Repeat nothing but the lines below running from the one containing "assert_eq!(state.market.available(ChainName::Luxor), 24);" to the one containing "let state = apply(&state, p(2), &dispose(0, 0, 1)).unwrap();". Keep both end lines.
________
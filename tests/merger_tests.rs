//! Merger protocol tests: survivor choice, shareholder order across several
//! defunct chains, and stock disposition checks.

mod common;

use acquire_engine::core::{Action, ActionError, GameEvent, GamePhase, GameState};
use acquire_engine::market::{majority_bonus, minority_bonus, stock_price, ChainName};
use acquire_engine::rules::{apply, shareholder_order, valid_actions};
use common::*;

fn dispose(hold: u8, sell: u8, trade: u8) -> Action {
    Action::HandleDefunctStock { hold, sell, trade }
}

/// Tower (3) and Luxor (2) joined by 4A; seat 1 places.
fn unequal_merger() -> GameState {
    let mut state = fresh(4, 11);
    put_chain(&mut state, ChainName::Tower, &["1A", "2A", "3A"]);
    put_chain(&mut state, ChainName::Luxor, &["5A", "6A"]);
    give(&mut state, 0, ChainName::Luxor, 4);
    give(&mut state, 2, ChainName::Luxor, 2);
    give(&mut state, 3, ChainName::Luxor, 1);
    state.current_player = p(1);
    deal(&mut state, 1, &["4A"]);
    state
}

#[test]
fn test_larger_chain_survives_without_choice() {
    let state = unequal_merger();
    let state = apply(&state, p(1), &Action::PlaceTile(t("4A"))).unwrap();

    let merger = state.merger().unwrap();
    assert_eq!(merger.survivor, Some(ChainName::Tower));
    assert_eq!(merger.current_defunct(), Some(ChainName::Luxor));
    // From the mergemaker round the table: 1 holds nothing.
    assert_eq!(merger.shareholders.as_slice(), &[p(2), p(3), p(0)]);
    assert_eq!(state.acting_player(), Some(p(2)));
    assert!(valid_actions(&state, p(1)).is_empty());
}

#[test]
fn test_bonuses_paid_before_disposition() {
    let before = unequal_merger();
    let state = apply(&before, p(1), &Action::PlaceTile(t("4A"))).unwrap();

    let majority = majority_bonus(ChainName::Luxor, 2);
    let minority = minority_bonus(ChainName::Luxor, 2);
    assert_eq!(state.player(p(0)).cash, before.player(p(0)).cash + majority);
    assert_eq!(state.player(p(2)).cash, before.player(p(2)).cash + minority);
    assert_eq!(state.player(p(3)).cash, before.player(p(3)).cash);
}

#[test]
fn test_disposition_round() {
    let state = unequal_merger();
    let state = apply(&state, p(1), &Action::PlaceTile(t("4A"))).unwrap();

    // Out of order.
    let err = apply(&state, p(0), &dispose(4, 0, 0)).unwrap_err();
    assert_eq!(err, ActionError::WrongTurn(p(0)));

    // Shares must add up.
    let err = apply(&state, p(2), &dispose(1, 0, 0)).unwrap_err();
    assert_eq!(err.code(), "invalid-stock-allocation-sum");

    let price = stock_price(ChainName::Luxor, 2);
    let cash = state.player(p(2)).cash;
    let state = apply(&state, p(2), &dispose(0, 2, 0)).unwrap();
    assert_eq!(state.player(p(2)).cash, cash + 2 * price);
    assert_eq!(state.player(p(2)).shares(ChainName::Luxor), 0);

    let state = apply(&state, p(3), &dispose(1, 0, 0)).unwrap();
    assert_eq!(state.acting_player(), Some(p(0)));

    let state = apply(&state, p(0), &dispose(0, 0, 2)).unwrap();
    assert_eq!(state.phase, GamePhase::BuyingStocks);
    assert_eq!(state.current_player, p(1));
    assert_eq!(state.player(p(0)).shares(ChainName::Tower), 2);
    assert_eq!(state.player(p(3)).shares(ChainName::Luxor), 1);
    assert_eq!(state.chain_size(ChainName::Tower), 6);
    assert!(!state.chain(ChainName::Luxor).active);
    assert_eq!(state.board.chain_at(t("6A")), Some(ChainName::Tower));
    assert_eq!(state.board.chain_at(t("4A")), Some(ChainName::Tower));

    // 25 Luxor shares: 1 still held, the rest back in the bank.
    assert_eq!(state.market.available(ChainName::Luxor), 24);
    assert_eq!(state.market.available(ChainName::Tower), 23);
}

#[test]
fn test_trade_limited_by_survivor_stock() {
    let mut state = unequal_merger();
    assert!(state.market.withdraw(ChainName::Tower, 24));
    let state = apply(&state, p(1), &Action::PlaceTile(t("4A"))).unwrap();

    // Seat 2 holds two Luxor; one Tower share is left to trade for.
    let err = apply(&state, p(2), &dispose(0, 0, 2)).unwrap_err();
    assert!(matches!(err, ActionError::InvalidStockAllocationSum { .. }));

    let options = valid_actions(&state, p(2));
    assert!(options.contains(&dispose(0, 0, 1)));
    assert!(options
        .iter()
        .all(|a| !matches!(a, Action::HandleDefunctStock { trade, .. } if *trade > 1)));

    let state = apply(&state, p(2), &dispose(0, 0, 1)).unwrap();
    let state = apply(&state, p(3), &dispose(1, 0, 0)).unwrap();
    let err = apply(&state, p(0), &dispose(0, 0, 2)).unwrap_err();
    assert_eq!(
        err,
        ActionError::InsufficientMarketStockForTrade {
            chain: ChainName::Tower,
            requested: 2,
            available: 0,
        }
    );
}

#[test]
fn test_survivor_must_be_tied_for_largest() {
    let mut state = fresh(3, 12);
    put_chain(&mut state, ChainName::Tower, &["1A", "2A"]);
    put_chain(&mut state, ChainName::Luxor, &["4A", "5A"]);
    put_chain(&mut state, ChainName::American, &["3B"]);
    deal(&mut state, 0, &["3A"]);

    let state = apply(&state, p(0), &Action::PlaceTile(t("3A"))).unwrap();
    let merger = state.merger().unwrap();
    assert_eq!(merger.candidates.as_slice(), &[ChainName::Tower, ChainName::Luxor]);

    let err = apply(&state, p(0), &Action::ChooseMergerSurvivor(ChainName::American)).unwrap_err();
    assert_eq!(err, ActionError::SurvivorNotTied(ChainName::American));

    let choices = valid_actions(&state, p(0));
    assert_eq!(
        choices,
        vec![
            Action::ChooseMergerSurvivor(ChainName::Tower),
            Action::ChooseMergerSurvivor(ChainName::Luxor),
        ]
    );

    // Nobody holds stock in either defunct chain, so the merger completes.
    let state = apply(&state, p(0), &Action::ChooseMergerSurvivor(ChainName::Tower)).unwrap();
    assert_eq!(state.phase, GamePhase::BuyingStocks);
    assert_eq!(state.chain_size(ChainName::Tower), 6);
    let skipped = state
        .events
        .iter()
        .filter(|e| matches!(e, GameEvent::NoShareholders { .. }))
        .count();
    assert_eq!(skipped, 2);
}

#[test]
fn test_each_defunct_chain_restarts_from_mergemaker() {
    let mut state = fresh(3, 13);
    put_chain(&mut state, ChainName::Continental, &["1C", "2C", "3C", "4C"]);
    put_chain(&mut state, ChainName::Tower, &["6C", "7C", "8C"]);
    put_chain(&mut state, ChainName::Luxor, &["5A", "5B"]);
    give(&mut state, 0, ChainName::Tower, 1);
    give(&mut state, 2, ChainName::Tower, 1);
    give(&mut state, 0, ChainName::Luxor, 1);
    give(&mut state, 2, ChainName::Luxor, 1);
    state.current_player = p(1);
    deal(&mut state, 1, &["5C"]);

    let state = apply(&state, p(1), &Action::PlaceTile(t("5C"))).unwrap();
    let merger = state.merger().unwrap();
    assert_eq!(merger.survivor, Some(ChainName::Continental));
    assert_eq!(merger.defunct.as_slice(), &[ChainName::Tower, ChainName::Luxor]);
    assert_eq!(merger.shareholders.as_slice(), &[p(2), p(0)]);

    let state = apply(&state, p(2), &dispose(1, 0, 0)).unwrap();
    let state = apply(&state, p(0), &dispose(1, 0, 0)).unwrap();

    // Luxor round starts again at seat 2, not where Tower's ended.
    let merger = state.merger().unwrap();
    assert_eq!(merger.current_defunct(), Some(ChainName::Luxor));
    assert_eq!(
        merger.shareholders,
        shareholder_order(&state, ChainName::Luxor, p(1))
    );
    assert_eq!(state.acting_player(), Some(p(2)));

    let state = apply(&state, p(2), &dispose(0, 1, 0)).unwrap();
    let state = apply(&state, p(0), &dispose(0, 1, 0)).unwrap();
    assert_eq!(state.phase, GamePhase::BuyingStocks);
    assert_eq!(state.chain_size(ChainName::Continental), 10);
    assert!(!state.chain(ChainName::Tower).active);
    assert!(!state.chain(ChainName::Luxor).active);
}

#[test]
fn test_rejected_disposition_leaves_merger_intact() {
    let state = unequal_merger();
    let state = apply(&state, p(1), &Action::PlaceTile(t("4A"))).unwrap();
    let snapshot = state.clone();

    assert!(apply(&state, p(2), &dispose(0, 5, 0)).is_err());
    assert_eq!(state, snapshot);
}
________
§ **SOLUTION TO THIS PROBLEM**:
    assert_eq!(state.market.available(ChainName::Luxor), 24);
    assert_eq!(state.market.available(ChainName::Tower), 23);
}

#[test]
fn test_trade_limited_by_survivor_stock() {
    let mut state = unequal_merger();
    assert!(state.market.withdraw(ChainName::Tower, 24));
    let state = apply(&state, p(1), &Action::PlaceTile(t("4A"))).unwrap();

    // Seat 2 holds two Luxor; one Tower share is left to trade for.
    let err = apply(&state, p(2), &dispose(0, 0, 2)).unwrap_err();
    assert!(matches!(err, ActionError::InvalidStockAllocationSum { .. }));

    let options = valid_actions(&state, p(2));
    assert!(options.contains(&dispose(0, 0, 1)));
    assert!(options
        .iter()
        .all(|a| !matches!(a, Action::HandleDefunctStock { trade, .. } if *trade > 1)));

    let state = apply(&state, p(2), &dispose(0, 0, 1)).unwrap();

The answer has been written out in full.